Cameroon: Anglophone crisis looms over presidential election | Al Jazeera

On the morning of October 7, eight of Cameroon’s 10 regions will vote in a presidential election that could end the long-running leadership of Paul Biya, who has been in office since 1982 and was prime minister in the seven years before that.  Dissidents in the remaining two regions – the South West and North West – home to Cameroon’s English-speaking minority, have threatened a showdown. “There is localised violence in the Anglophone regions … more than 1,000 men have pledged to dislodge the elections in those regions by violence,” says Hans de Marie Heungoup, senior analyst for Central Africa at the International Crisis Group. Besides fighting by Boko Haram in the Far North and North regions and rebel incursions from the Central African Republic into the Eastern region, Cameroon is largely beset by the Anglophone crisis, a separatist uprising with roots in the pre-World War I era when it was a German colony.

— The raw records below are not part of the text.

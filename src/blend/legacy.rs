//! Blending on encoded channel values without lookup tables
use super::kernel::{source_coverage, source_over_encoded};
use crate::RGBA;

#[derive(Debug, Default)]
pub struct LegacyBlender;

impl LegacyBlender {
    pub fn blend(&mut self, src: RGBA, dst: RGBA, coverage: u8) -> RGBA {
        source_over_encoded(src, dst, source_coverage(coverage, src.alpha()))
    }
}

#[cfg(test)]
mod tests {
    use super::*;

    #[test]
    fn test_legacy() {
        let mut legacy = LegacyBlender;
        let red = RGBA::new(255, 0, 0, 255);
        assert_eq!(legacy.blend(red, RGBA::WHITE, 0), RGBA::WHITE);
        assert_eq!(legacy.blend(red, RGBA::WHITE, 255), red);
        assert_eq!(legacy.blend(red, RGBA::WHITE, 128), RGBA::new(255, 127, 127, 255));
        // half transparent source at full coverage
        assert_eq!(legacy.blend(red.with_alpha(128), RGBA::BLACK, 255), RGBA::new(128, 0, 0, 255));
        assert_eq!(legacy.blend(red, RGBA::TRANSPARENT, 64), red.with_alpha(64));
    }
}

Canada: Trudeau government beefs up legislation to fight federal election interference | Associated Press

The Trudeau government is beefing up legislation aimed at making it easier for Canadians to vote and harder for foreign entities to interfere in federal elections. It has sponsored a number of amendments to Bill C-76, including one that would ban advocacy groups from ever using money from foreign entities to conduct partisan campaigns. When the bill was introduced last spring, the government proposed only to prohibit the use of foreign money by so-called third parties during the weeks immediately prior to an election being called and during the actual campaign, known as the pre-writ and writ periods.